De acordo com autoridades americanas e israelenses, a ação tem como objetivo atingir instalações militares, infraestrutura de mísseis e impedir o avanço do programa nuclear iraniano.
Operação planejada
Relatos iniciais indicam que vários pontos do território iraniano foram atingidos quase simultaneamente.
Mísseis de cruzeiro cruzam as montanhas do Irã rumo a alvos do regime. Já não é possível contabilizar as ondas de ataque contra o país.
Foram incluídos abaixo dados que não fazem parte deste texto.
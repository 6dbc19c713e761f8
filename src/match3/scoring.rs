use std::time::{SystemTime, UNIX_EPOCH};

use crate::constants::get_combo_multiplier;

/// Wall-clock milliseconds since the Unix epoch.
pub fn now_ms() -> u64 {
    let now = SystemTime::now()
        .duration_since(UNIX_EPOCH)
        .unwrap_or_default()
        .as_millis();
    now as u64
}

pub(super) fn apply_multiplier(base_points: u64, multiplier: f32) -> u64 {
    (base_points as f64 * multiplier as f64).floor() as u64
}

#[derive(Clone, Debug)]
pub(super) struct ComboTracker {
    timeout_ms: u64,
    combo: u32,
    max_combo: u32,
    last_match_at: Option<u64>,
}

impl ComboTracker {
    pub(super) fn new(timeout_ms: u64) -> Self {
        Self {
            timeout_ms,
            combo: 0,
            max_combo: 0,
            last_match_at: None,
        }
    }

    pub(super) fn register(&mut self, now_ms: u64) -> u32 {
        let within_window = self
            .last_match_at
            .map(|last| now_ms.saturating_sub(last) < self.timeout_ms)
            .unwrap_or(false);
        self.combo = if within_window { self.combo + 1 } else { 1 };
        self.max_combo = self.max_combo.max(self.combo);
        self.last_match_at = Some(now_ms);
        self.combo
    }

    pub(super) fn combo(&self) -> u32 {
        self.combo
    }

    pub(super) fn max_combo(&self) -> u32 {
        self.max_combo
    }

    pub(super) fn multiplier(&self) -> f32 {
        get_combo_multiplier(self.combo)
    }
}

#[cfg(test)]
mod tests {
    use super::*;

    #[test]
    fn combo_grows_inside_window_and_resets_outside() {
        let mut tracker = ComboTracker::new(2_000);
        assert_eq!(tracker.register(10_000), 1);
        assert_eq!(tracker.register(11_999), 2);
        assert_eq!(tracker.register(13_000), 3);
        assert_eq!(tracker.register(15_000), 1);
        assert_eq!(tracker.max_combo(), 3);
        assert_eq!(tracker.combo(), 1);
    }

    #[test]
    fn first_resolution_starts_at_one_regardless_of_clock() {
        let mut tracker = ComboTracker::new(2_000);
        assert_eq!(tracker.register(5), 1);
        assert_eq!(tracker.max_combo(), 1);
    }

    #[test]
    fn multiplier_follows_combo() {
        let mut tracker = ComboTracker::new(2_000);
        for step in 0..8u64 {
            tracker.register(step * 100);
        }
        assert_eq!(tracker.combo(), 8);
        assert_eq!(tracker.multiplier(), 2.0);
    }

    #[test]
    fn wall_clock_is_epoch_millis() {
        let first = now_ms();
        assert!(first > 1_600_000_000_000);
        assert!(now_ms() >= first);
    }

    #[test]
    fn points_are_floored() {
        assert_eq!(apply_multiplier(30, 1.0), 30);
        assert_eq!(apply_multiplier(30, 1.2), 36);
        assert_eq!(apply_multiplier(50, 1.2), 60);
        assert_eq!(apply_multiplier(30, 1.5), 45);
        assert_eq!(apply_multiplier(70, 1.5), 105);
        assert_eq!(apply_multiplier(90, 2.0), 180);
        assert_eq!(apply_multiplier(10, 1.25), 12);
    }
}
Na prática, se trata de uma ofensiva contínua, com bombardeios ininterruptos que provavelmente envolvem dezenas de mísseis.
Testemunhas relataram colunas de fumaça e fortes explosões em Teerã e em outras regiões do país, enquanto o governo israelense afirmou que a operação vinha sendo planejada há meses em coordenação com Washington.
A ofensiva acontece após meses de tensão envolvendo o programa nuclear do Irã e negociações diplomáticas consideradas inconclusivas.
Líderes israelenses afirmam que Teerã representa uma ameaça existencial, enquanto autoridades americanas defendem que impedir o desenvolvimento de armas nucleares iranianas é prioridade estratégica.
Resposta iraniana
Pouco depois dos primeiros ataques, o Irã respondeu lançando mísseis e drones em direção a Israel e a bases americanas na região.
Vários países do Oriente Médio como Iraque, Síria, Líbano, Jordânia e norte da Arábia Saudita fecharam temporariamente seu espaço aéreo, e em Israel sirenes de alerta foram acionadas enquanto a população era orientada a buscar abrigo.
O cenário permanece em rápida evolução. Analistas internacionais alertam que a operação pode desencadear um conflito regional mais amplo, envolvendo aliados do Irã e forças militares ocidentais presentes no Oriente Médio.
Enquanto isso, governos ao redor do mundo pedem contenção e monitoram o risco de uma escalada militar de grandes proporções.